We need not speak now of dreams of the night. There are dreams of the day as well, dreams of the spirit, dreams of exploits and triumphs for the cause of Christ, which are as much the work of the Spirit of God as ever were any visions of the night. Such dreams are deeply etched in the soul of man by the Spirit of God, and they become the ruling passion and the driving force of the life. Such dreams make an unlearned cobbler the father of the missionary movement, put the wild gipsy boy behind the pulpit and before the multitudes, set the simple coal miner at the head of the Welsh revival, and make the uncouth and uneducated shoe salesman the leading general in the hosts of the Lord.
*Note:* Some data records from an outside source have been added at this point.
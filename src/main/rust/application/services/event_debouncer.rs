use std::collections::HashMap;
use std::sync::{Arc, Mutex, MutexGuard};
use std::time::Duration;

use tokio::sync::broadcast;
use tokio::task::JoinHandle;

use crate::domain::ports::MetricsReporter;
use crate::domain::value_objects::{CameraEvent, CameraId, SensorFlag};

#[derive(Default)]
struct FlagState {
    active: bool,
    generation: u64,
    reset: Option<JoinHandle<()>>,
}

struct DebouncerInner {
    camera_id: CameraId,
    delay: Option<Duration>,
    events: broadcast::Sender<CameraEvent>,
    metrics: Arc<dyn MetricsReporter>,
    flags: Mutex<HashMap<SensorFlag, FlagState>>,
}

impl DebouncerInner {
    fn flags(&self) -> MutexGuard<'_, HashMap<SensorFlag, FlagState>> {
        self.flags.lock().unwrap_or_else(|poisoned| poisoned.into_inner())
    }

    fn publish(&self, flag: SensorFlag, active: bool) {
        let _ = self.events.send(CameraEvent::SensorChanged {
            camera_id: self.camera_id.clone(),
            flag,
            active,
        });
    }

    /// Only the reset armed by the latest trigger may clear the flag
    fn reset(&self, flag: SensorFlag, generation: u64) {
        {
            let mut flags = self.flags();
            let Some(state) = flags.get_mut(&flag) else {
                return;
            };
            if state.generation != generation || !state.active {
                return;
            }
            state.active = false;
            state.reset = None;
        }

        tracing::debug!(camera_id = %self.camera_id, flag = flag.as_str(), "Sensor flag reset");
        self.publish(flag, false);
    }
}

/// Turns momentary vendor notifications into boolean flags that clear themselves.
///
/// Each trigger sets the flag and restarts its reset timer, so the flag stays
/// set until `delay` has passed since the most recent trigger.
pub struct EventDebouncer {
    inner: Arc<DebouncerInner>,
}

impl EventDebouncer {
    /// `delay` of `None` keeps flags set until re-triggered or shut down
    pub fn new(
        camera_id: CameraId,
        delay: Option<Duration>,
        events: broadcast::Sender<CameraEvent>,
        metrics: Arc<dyn MetricsReporter>,
    ) -> Self {
        Self {
            inner: Arc::new(DebouncerInner {
                camera_id,
                delay,
                events,
                metrics,
                flags: Mutex::new(HashMap::new()),
            }),
        }
    }

    pub fn trigger(&self, flag: SensorFlag) {
        let was_active = {
            let mut flags = self.inner.flags();
            let state = flags.entry(flag).or_default();
            let was_active = state.active;

            state.active = true;
            state.generation += 1;
            if let Some(previous) = state.reset.take() {
                previous.abort();
            }
            if let Some(delay) = self.inner.delay {
                state.reset = Some(self.arm_reset(flag, state.generation, delay));
            }
            was_active
        };

        self.inner.metrics.report_sensor_triggered(flag);
        tracing::info!(camera_id = %self.inner.camera_id, flag = flag.as_str(), "Sensor triggered");

        if !was_active {
            self.inner.publish(flag, true);
        }
    }

    pub fn is_active(&self, flag: SensorFlag) -> bool {
        self.inner.flags().get(&flag).is_some_and(|state| state.active)
    }

    /// Cancel every pending reset; flags keep their current value
    pub fn shutdown(&self) {
        for state in self.inner.flags().values_mut() {
            if let Some(reset) = state.reset.take() {
                reset.abort();
            }
        }
    }

    fn arm_reset(&self, flag: SensorFlag, generation: u64, delay: Duration) -> JoinHandle<()> {
        let inner = Arc::downgrade(&self.inner);
        tokio::spawn(async move {
            tokio::time::sleep(delay).await;
            if let Some(inner) = inner.upgrade() {
                inner.reset(flag, generation);
            }
        })
    }
}

impl Drop for EventDebouncer {
    fn drop(&mut self) {
        self.shutdown();
    }
}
No man who has such a dream from God can ever be again what he was before, nor can he ever relinquish his dream until he sees it fulfilled.
Such a dream Joseph had, and it no doubt sustained his sinking spirit through all the years of his exile, as Moses’ dream sustained his through his forty years in the back side of the desert.
Meanwhile, Joseph has been imprudent enough to cast his pearls before swine, and the immediate effect of this was the direct opposite of what God had given him to expect. But this was of God also. The dreams which God gives are always for the future, and the path to their fulfillment is usually a long and hard one, and sometimes a bitter one. Joseph’s way was all of the three. If God had meant to give the fulfillment now, there had been no occasion to give the dream. The dream is to nerve and sustain the spirit through the long, hard road to its fulfillment.
Joseph’s goodness, Jacob’s love, and God’s approbation all combine not only to draw out the hatred of Joseph’s brethren, but to increase it also. Sent of his father to learn of their welfare, “they saw him afar off”—-saw his hated coat of many colors—-and “they conspired against him to slay him.” This was bitter hatred, to conspire to slay their own brother. What harm to them, if he breathed and walked the earth? What harm had he ever done them? What harm was he likely to do, if he lived? Ah, his dreams were too much for them. Hatred might allow him to live and breathe, but it could never brook the thought of bowing down to him. Hatred could not brook this because pride could not. As love everywhere appears to be the twin sister of humility, so hatred plainly appears here to be the twin sister of pride. In cold blood, therefore, “they said one to another, Behold, this dreamer cometh. Come now therefore, and let us slay him, and cast him into some pit, and we will say, Some evil beast hath devoured him, and we shall see what will become of his dreams.”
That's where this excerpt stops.